Department of Computational Biology, Graduate School of Frontier Sciences, The University of Tokyo, Kashiwa 277-0882, Japan.
Genome Res. 2012 Aug;22(8):1419-25. doi: 10.1101/gr.140236.112. Epub 2012 Jun 11.
5-methyl-cytosines at CpG sites frequently mutate into thymines, accounting for a large proportion of spontaneous point mutations. The repair system would leave substantial numbers of errors in neighboring regions if the synthesis of erased gaps around deaminated 5-methyl-cytosines is error-prone. Indeed, we identified an unexpected genome-wide role of the CpG methylation state as a major determinant of proximal natural genetic variation. Specifically, 507 Mbp (∼18%) of the human genome was within 10 bp of a CpG site; in these regions, the single nucleotide polymorphism (SNP) rate significantly increased by ∼50% (P < 10(-566) by a two-proportion z-test) if the neighboring CpG sites are methylated. To reconfirm this finding in another vertebrate, we compared six single-base resolution methylomes in two inbred medaka (Oryzias latipes) strains with sufficient genetic divergence (3.4%). We found that the SNP rate also increased by ∼50% (P < 10(-2170)), and the substitution rates in all dinucleotides increased simultaneously (P < 10(-441)) around methylated CpG sites. In the hypomethylated regions, the "CGCG" motif was significantly enriched (P < 10(-680)) and evolutionarily conserved (P = ∼ 0.203%), and slow CpG deamination rather than fast CpG gain was seen, indicating a possible role of CGCG as a candidate cis-element for the hypomethylation state. In regions that were hypermethylated in germline-like tissues but were hypomethylated in somatic liver cells, the SNP rate was significantly smaller than that in hypomethylated regions in both tissues, suggesting a positive selective pressure during DNA methylation reprogramming. This is the first report of findings showing that the CpG methylation state is significantly correlated with the characteristics of evolutionary change in neighboring DNA.
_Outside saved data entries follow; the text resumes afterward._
//! Report rendering.

pub mod generator;

pub use generator::*;
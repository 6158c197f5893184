//! Sales data reader.
//!
//! This module turns a delimited file with a header row into raw
//! [`Row`] mappings keyed by column name.

use crate::error::ReadError;
use crate::models::Row;
use std::fs::File;
use std::io::Read;
use std::path::Path;
use tracing::debug;

/// Options for parsing the input file.
#[derive(Debug, Clone)]
pub struct ReadOptions {
    /// Field delimiter byte.
    pub delimiter: u8,
}

impl Default for ReadOptions {
    fn default() -> Self {
        Self { delimiter: b',' }
    }
}

impl From<&crate::config::InputConfig> for ReadOptions {
    fn from(config: &crate::config::InputConfig) -> Self {
        Self {
            delimiter: config.delimiter as u8,
        }
    }
}

/// Read all rows from a delimited stream.
///
/// Records shorter than the header simply lack the trailing fields.
pub fn read_rows<R: Read>(reader: R, options: &ReadOptions) -> Result<Vec<Row>, ReadError> {
    let mut csv_reader = csv::ReaderBuilder::new()
        .delimiter(options.delimiter)
        .has_headers(true)
        .flexible(true)
        .from_reader(reader);

    let headers: Vec<String> = csv_reader
        .headers()?
        .iter()
        .map(str::to_string)
        .collect();
    debug!("Available columns: {:?}", headers);

    let mut rows = Vec::new();
    for record in csv_reader.records() {
        let record = record?;
        let row: Row = headers
            .iter()
            .zip(record.iter())
            .map(|(name, value)| (name.clone(), value.to_string()))
            .collect();
        rows.push(row);
    }

    Ok(rows)
}

/// Read all rows from a file.
///
/// A file without any data rows is an error.
pub fn read_rows_from_path(path: &Path, options: &ReadOptions) -> Result<Vec<Row>, ReadError> {
    let file = File::open(path).map_err(|source| ReadError::Open {
        path: path.to_path_buf(),
        source,
    })?;

    let rows = read_rows(file, options)?;
    if rows.is_empty() {
        return Err(ReadError::Empty {
            path: path.to_path_buf(),
        });
    }

    debug!("Read {} rows from {}", rows.len(), path.display());
    Ok(rows)
}
//! Data models for the sales analyzer.
//!
//! This module contains the core data structures used throughout
//! the application: raw and normalized sales rows, aggregation results,
//! derived insights and the final report.

use crate::error::RowError;
use chrono::{DateTime, Utc};
use serde::{Deserialize, Serialize};
use std::collections::{BTreeMap, HashMap};

/// One raw sale as read from the input: field name to field value.
pub type Row = HashMap<String, String>;

/// Default size label for rows without one.
pub const UNKNOWN_SIZE: &str = "UNKNOWN";

/// Default color and design label for rows without one.
pub const UNKNOWN_LABEL: &str = "Unknown";

/// A validated and normalized sale.
#[derive(Debug, Clone, PartialEq)]
pub struct SaleRecord {
    /// Sale amount (revenue).
    pub amount: f64,
    /// Units sold.
    pub quantity: i64,
    /// Upper-cased size label.
    pub size: String,
    /// Title-cased color label.
    pub color: String,
    /// Design name, as given.
    pub design: String,
}

impl SaleRecord {
    /// Normalize a raw row.
    ///
    /// Missing or empty `amount` becomes 0.0 and missing or empty `quantity`
    /// becomes 1. Any other value must parse once trimmed. Text fields take
    /// their default only when the column is missing; an empty cell is kept
    /// as its own group.
    pub fn from_row(row: &Row) -> Result<Self, RowError> {
        let amount = match numeric_field(row, "amount") {
            Some(value) => value
                .trim()
                .parse::<f64>()
                .map_err(|source| RowError::InvalidAmount {
                    value: value.to_string(),
                    source,
                })?,
            None => 0.0,
        };

        let quantity = match numeric_field(row, "quantity") {
            Some(value) => value
                .trim()
                .parse::<i64>()
                .map_err(|source| RowError::InvalidQuantity {
                    value: value.to_string(),
                    source,
                })?,
            None => 1,
        };

        Ok(Self {
            amount,
            quantity,
            size: row
                .get("size")
                .map(|v| v.to_uppercase())
                .unwrap_or_else(|| UNKNOWN_SIZE.to_string()),
            color: row
                .get("color")
                .map(|v| title_case(v))
                .unwrap_or_else(|| UNKNOWN_LABEL.to_string()),
            design: row
                .get("design")
                .cloned()
                .unwrap_or_else(|| UNKNOWN_LABEL.to_string()),
        })
    }
}

/// Look up a numeric field, treating an empty value as absent.
fn numeric_field<'a>(row: &'a Row, name: &str) -> Option<&'a str> {
    row.get(name).map(String::as_str).filter(|v| !v.is_empty())
}

/// Title-case a label: the first letter of every alphabetic run is
/// upper-cased, the rest lower-cased ("navy BLUE" -> "Navy Blue").
pub fn title_case(s: &str) -> String {
    let mut out = String::with_capacity(s.len());
    let mut in_word = false;

    for c in s.chars() {
        if c.is_alphabetic() {
            if in_word {
                out.extend(c.to_lowercase());
            } else {
                out.extend(c.to_uppercase());
            }
            in_word = true;
        } else {
            out.push(c);
            in_word = false;
        }
    }

    out
}

/// A grouping key with its accumulated revenue.
#[derive(Debug, Clone, PartialEq, Serialize, Deserialize)]
pub struct RankedEntry {
    pub key: String,
    pub revenue: f64,
}

/// A grouping key with its accumulated unit count.
#[derive(Debug, Clone, PartialEq, Eq, Serialize, Deserialize)]
pub struct QuantityEntry {
    pub key: String,
    pub quantity: i64,
}

/// A size with its share of total revenue, in percent.
#[derive(Debug, Clone, PartialEq, Serialize, Deserialize)]
pub struct SizeShare {
    pub size: String,
    pub percentage: f64,
}

/// Totals and rankings produced by one aggregation pass.
#[derive(Debug, Clone, Default, PartialEq, Serialize, Deserialize)]
pub struct AggregationResult {
    /// Sum of all valid amounts.
    pub total_revenue: f64,
    /// Sum of all valid quantities.
    pub total_quantity: i64,
    /// Revenue per unit, 0 when nothing was sold.
    pub average_price: f64,
    /// Sizes by revenue, highest first.
    pub sorted_sizes: Vec<RankedEntry>,
    /// Colors by revenue, highest first.
    pub sorted_colors: Vec<RankedEntry>,
    /// Designs by revenue, highest first.
    pub sorted_designs: Vec<RankedEntry>,
    /// Units sold per size.
    pub size_quantity: BTreeMap<String, i64>,
    /// Units sold per color.
    pub color_quantity: BTreeMap<String, i64>,
}

impl AggregationResult {
    /// Percentage of total revenue represented by `revenue`.
    ///
    /// Returns 0.0 when there is no revenue at all.
    pub fn revenue_share(&self, revenue: f64) -> f64 {
        if self.total_revenue > 0.0 {
            revenue / self.total_revenue * 100.0
        } else {
            0.0
        }
    }
}

/// Highlights derived from an [`AggregationResult`].
#[derive(Debug, Clone, Default, PartialEq, Serialize, Deserialize)]
pub struct Insights {
    #[serde(skip_serializing_if = "Option::is_none")]
    pub top_size_revenue: Option<RankedEntry>,
    #[serde(skip_serializing_if = "Option::is_none")]
    pub top_size_quantity: Option<QuantityEntry>,
    #[serde(skip_serializing_if = "Option::is_none")]
    pub top_color: Option<RankedEntry>,
    #[serde(skip_serializing_if = "Option::is_none")]
    pub top_design: Option<RankedEntry>,
    /// Every size with its revenue share; absent when there is no revenue.
    #[serde(skip_serializing_if = "Option::is_none")]
    pub size_distribution: Option<Vec<SizeShare>>,
}

impl Insights {
    /// Returns true when no highlight could be derived.
    pub fn is_empty(&self) -> bool {
        self.top_size_revenue.is_none()
            && self.top_size_quantity.is_none()
            && self.top_color.is_none()
            && self.top_design.is_none()
            && self.size_distribution.is_none()
    }
}

/// A row that was dropped during aggregation.
#[derive(Debug, Clone, PartialEq, Eq)]
pub struct RowWarning {
    /// 1-indexed position of the row in the input sequence.
    pub row_number: usize,
    /// The offending row.
    pub row: Row,
    /// Why it was dropped.
    pub reason: RowError,
}

impl std::fmt::Display for RowWarning {
    fn fmt(&self, f: &mut std::fmt::Formatter<'_>) -> std::fmt::Result {
        let mut fields: Vec<_> = self.row.iter().collect();
        fields.sort();
        write!(
            f,
            "skipping invalid row {} {:?}: {}",
            self.row_number, fields, self.reason
        )
    }
}

/// Metadata about a generated report.
#[derive(Debug, Clone, Serialize, Deserialize)]
pub struct ReportMetadata {
    /// Path of the analyzed input file.
    pub input_file: String,
    /// Date and time the report was generated.
    pub generated_at: DateTime<Utc>,
    /// Number of rows read from the input.
    pub rows_read: usize,
    /// Number of rows dropped as invalid.
    pub rows_skipped: usize,
}

/// The complete sales report.
#[derive(Debug, Clone, Serialize, Deserialize)]
pub struct Report {
    pub metadata: ReportMetadata,
    pub results: AggregationResult,
    pub insights: Insights,
    /// Merchandising recommendations listed at the end of the report.
    pub recommendations: Vec<String>,
}

#[cfg(test)]
mod tests {
    use super::*;

    fn row(pairs: &[(&str, &str)]) -> Row {
        pairs
            .iter()
            .map(|(k, v)| (k.to_string(), v.to_string()))
            .collect()
    }

    #[test]
    fn test_from_row_normalizes_fields() {
        let record = SaleRecord::from_row(&row(&[
            ("amount", "12.5"),
            ("quantity", " 3 "),
            ("size", "xl"),
            ("color", "navy BLUE"),
            ("design", "retro logo"),
        ]))
        .unwrap();

        assert_eq!(record.amount, 12.5);
        assert_eq!(record.quantity, 3);
        assert_eq!(record.size, "XL");
        assert_eq!(record.color, "Navy Blue");
        assert_eq!(record.design, "retro logo");
    }

    #[test]
    fn test_from_row_defaults() {
        let record = SaleRecord::from_row(&Row::new()).unwrap();
        assert_eq!(record.amount, 0.0);
        assert_eq!(record.quantity, 1);
        assert_eq!(record.size, UNKNOWN_SIZE);
        assert_eq!(record.color, UNKNOWN_LABEL);
        assert_eq!(record.design, UNKNOWN_LABEL);

        let blank = SaleRecord::from_row(&row(&[("amount", ""), ("quantity", "")])).unwrap();
        assert_eq!(blank.amount, 0.0);
        assert_eq!(blank.quantity, 1);
    }

    #[test]
    fn test_from_row_keeps_empty_labels() {
        let record = SaleRecord::from_row(&row(&[
            ("amount", "5"),
            ("size", ""),
            ("color", ""),
            ("design", ""),
        ]))
        .unwrap();

        assert_eq!(record.size, "");
        assert_eq!(record.color, "");
        assert_eq!(record.design, "");
    }

    #[test]
    fn test_from_row_rejects_whitespace_numbers() {
        let err = SaleRecord::from_row(&row(&[("amount", " ")])).unwrap_err();
        assert!(matches!(err, RowError::InvalidAmount { .. }));

        let err = SaleRecord::from_row(&row(&[("quantity", "  ")])).unwrap_err();
        assert!(matches!(err, RowError::InvalidQuantity { .. }));
    }

    #[test]
    fn test_from_row_rejects_non_numeric() {
        let err = SaleRecord::from_row(&row(&[("amount", "abc")])).unwrap_err();
        assert!(matches!(err, RowError::InvalidAmount { .. }));

        let err = SaleRecord::from_row(&row(&[("amount", "5"), ("quantity", "2.5")])).unwrap_err();
        assert!(matches!(err, RowError::InvalidQuantity { .. }));
    }

    #[test]
    fn test_title_case() {
        assert_eq!(title_case("red"), "Red");
        assert_eq!(title_case("RED"), "Red");
        assert_eq!(title_case("heather-grey"), "Heather-Grey");
        assert_eq!(title_case("o'neil"), "O'Neil");
        assert_eq!(title_case(""), "");
    }

    #[test]
    fn test_revenue_share() {
        let result = AggregationResult {
            total_revenue: 200.0,
            ..Default::default()
        };
        assert_eq!(result.revenue_share(50.0), 25.0);
        assert_eq!(AggregationResult::default().revenue_share(10.0), 0.0);
    }

    #[test]
    fn test_row_warning_display() {
        let warning = RowWarning {
            row_number: 4,
            row: row(&[("amount", "bad")]),
            reason: SaleRecord::from_row(&row(&[("amount", "bad")])).unwrap_err(),
        };
        let text = warning.to_string();
        assert!(text.contains("row 4"));
        assert!(text.contains("invalid amount 'bad'"));
    }
}
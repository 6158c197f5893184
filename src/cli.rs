//! Command-line interface argument parsing.
//!
//! This module handles all CLI argument parsing using clap,
//! including validation and default values.

use clap::Parser;
use serde::{Deserialize, Serialize};
use std::path::PathBuf;

/// Tshirt Analyzer - sales breakdown for t-shirt order exports
///
/// Reads a CSV of t-shirt sales, ranks sizes, colors and designs by
/// revenue, and writes a report plus a console summary.
///
/// Examples:
///   tshirt-analyzer tshirt_sales.csv tshirt_report.txt
///   tshirt-analyzer tshirt_sales.csv report.json --format json
///   tshirt-analyzer orders.tsv --delimiter '\t' --top 5
///   tshirt-analyzer --init-config
#[derive(Parser, Debug, Clone)]
#[command(author, version, about, long_about = None)]
#[command(propagate_version = true)]
pub struct Args {
    /// CSV file of sales records (header row required)
    #[arg(value_name = "INPUT", required_unless_present = "init_config")]
    pub input: Option<PathBuf>,

    /// Output file path for the report
    ///
    /// Defaults to the config value, or tshirt_report.txt.
    #[arg(value_name = "OUTPUT")]
    pub output: Option<PathBuf>,

    /// Path to configuration file
    ///
    /// If not specified, looks for .tshirt-analyzer.toml in the current directory
    #[arg(short, long, value_name = "FILE", env = "TSHIRT_ANALYZER_CONFIG")]
    pub config: Option<PathBuf>,

    /// Enable verbose logging output
    #[arg(short, long)]
    pub verbose: bool,

    /// Run in quiet mode (minimal output)
    #[arg(short, long)]
    pub quiet: bool,

    /// Report format (text, json)
    #[arg(long, value_name = "FORMAT")]
    pub format: Option<OutputFormat>,

    /// Number of top sizes and colors shown in the console summary
    #[arg(long, value_name = "COUNT")]
    pub top: Option<usize>,

    /// Field delimiter of the input file
    #[arg(long, value_name = "CHAR", value_parser = parse_delimiter)]
    pub delimiter: Option<char>,

    /// Generate a default .tshirt-analyzer.toml configuration file
    #[arg(long)]
    pub init_config: bool,
}

/// Output format for the report.
#[derive(
    Debug, Clone, Copy, PartialEq, Eq, Default, Serialize, Deserialize, clap::ValueEnum,
)]
#[serde(rename_all = "lowercase")]
pub enum OutputFormat {
    /// Plain text (default)
    #[default]
    Text,
    /// JSON format
    Json,
}

/// Accept a single character, or the escape `\t` for tab.
fn parse_delimiter(s: &str) -> Result<char, String> {
    if s == "\\t" {
        return Ok('\t');
    }

    let mut chars = s.chars();
    match (chars.next(), chars.next()) {
        (Some(c), None) => Ok(c),
        _ => Err(format!("Delimiter must be a single character, got '{}'", s)),
    }
}

impl Args {
    /// Parse command-line arguments.
    pub fn parse_args() -> Self {
        Self::parse()
    }

    /// Validate the parsed arguments.
    pub fn validate(&self) -> Result<(), String> {
        // Skip validation for --init-config
        if self.init_config {
            return Ok(());
        }

        match self.input {
            None => return Err("An input file is required".to_string()),
            Some(ref input) if !input.is_file() => {
                return Err(format!("Input file '{}' not found", input.display()));
            }
            Some(_) => {}
        }

        if self.verbose && self.quiet {
            return Err("Cannot use both --verbose and --quiet".to_string());
        }

        if self.top == Some(0) {
            return Err("--top must be at least 1".to_string());
        }

        if let Some(delimiter) = self.delimiter {
            if !delimiter.is_ascii() {
                return Err("Delimiter must be an ASCII character".to_string());
            }
        }

        Ok(())
    }

    /// Returns the log level based on verbosity settings.
    pub fn log_level(&self) -> tracing::Level {
        if self.quiet {
            tracing::Level::ERROR
        } else if self.verbose {
            tracing::Level::DEBUG
        } else {
            tracing::Level::INFO
        }
    }
}

#[cfg(test)]
pub(crate) mod tests {
    use super::*;
    use tempfile::NamedTempFile;

    pub(crate) fn make_args() -> Args {
        Args {
            input: Some(PathBuf::from("sales.csv")),
            output: None,
            config: None,
            verbose: false,
            quiet: false,
            format: None,
            top: None,
            delimiter: None,
            init_config: false,
        }
    }

    #[test]
    fn test_validation_missing_input_file() {
        let args = make_args();
        let err = args.validate().unwrap_err();
        assert!(err.contains("not found"));
    }

    #[test]
    fn test_validation_existing_input_file() {
        let file = NamedTempFile::new().unwrap();
        let mut args = make_args();
        args.input = Some(file.path().to_path_buf());
        assert!(args.validate().is_ok());

        args.top = Some(0);
        assert!(args.validate().is_err());
    }

    #[test]
    fn test_validation_conflicting_options() {
        let file = NamedTempFile::new().unwrap();
        let mut args = make_args();
        args.input = Some(file.path().to_path_buf());
        args.verbose = true;
        args.quiet = true;
        assert!(args.validate().is_err());
    }

    #[test]
    fn test_validation_init_config() {
        let mut args = make_args();
        args.input = None;
        args.init_config = true;
        assert!(args.validate().is_ok());
    }

    #[test]
    fn test_parse_delimiter() {
        assert_eq!(parse_delimiter(";"), Ok(';'));
        assert_eq!(parse_delimiter("\\t"), Ok('\t'));
        assert!(parse_delimiter(",,").is_err());
        assert!(parse_delimiter("").is_err());
    }

    #[test]
    fn test_parse_from_command_line() {
        let args = Args::try_parse_from([
            "tshirt-analyzer",
            "sales.csv",
            "report.json",
            "--format",
            "json",
            "--top",
            "5",
        ])
        .unwrap();

        assert_eq!(args.input, Some(PathBuf::from("sales.csv")));
        assert_eq!(args.output, Some(PathBuf::from("report.json")));
        assert_eq!(args.format, Some(OutputFormat::Json));
        assert_eq!(args.top, Some(5));
    }

    #[test]
    fn test_log_level() {
        let mut args = make_args();
        assert_eq!(args.log_level(), tracing::Level::INFO);

        args.verbose = true;
        assert_eq!(args.log_level(), tracing::Level::DEBUG);

        args.verbose = false;
        args.quiet = true;
        assert_eq!(args.log_level(), tracing::Level::ERROR);
    }
}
CpG 位点上的 5-甲基胞嘧啶经常突变为胸腺嘧啶,这占自发点突变的很大比例。如果脱氨基 5-甲基胞嘧啶周围的擦除缺口的合成容易出错,那么修复系统会在相邻区域留下大量错误。事实上,我们发现 CpG 甲基化状态作为近端自然遗传变异的主要决定因素,具有出乎意料的全基因组作用。具体来说,如果相邻的 CpG 位点被甲基化,人类基因组的 507 Mbp(约 18%)在 10 bp 内位于 CpG 位点;在这些区域中,单核苷酸多态性(SNP)率显著增加了约 50%(通过两比例 z 检验,P < 10(-566))。为了在另一种脊椎动物中重新确认这一发现,我们比较了两个近交系(Oryzias latipes)中六个单碱基分辨率的甲基组,这两个系具有足够的遗传分化(3.4%)。我们发现 SNP 率也增加了约 50%(P < 10(-2170)),并且在甲基化 CpG 位点周围所有二核苷酸的替换率同时增加(P < 10(-441))。在低甲基化区域中,“CGCG”基序显著富集(P < 10(-680))并且进化保守(P = ∼ 0.203%),并且观察到 CGCG 的慢速 CpG 脱氨而不是快速 CpG 获得,这表明 CGCG 可能作为低甲基化状态的顺式元件发挥作用。在生殖细胞样组织中高度甲基化但在体细胞肝细胞中低甲基化的区域中,SNP 率明显小于两个组织中低甲基化区域的 SNP 率,这表明在 DNA 甲基化重编程过程中存在正向选择压力。这是第一个报道表明 CpG 甲基化状态与邻近 DNA 进化变化特征显著相关的发现。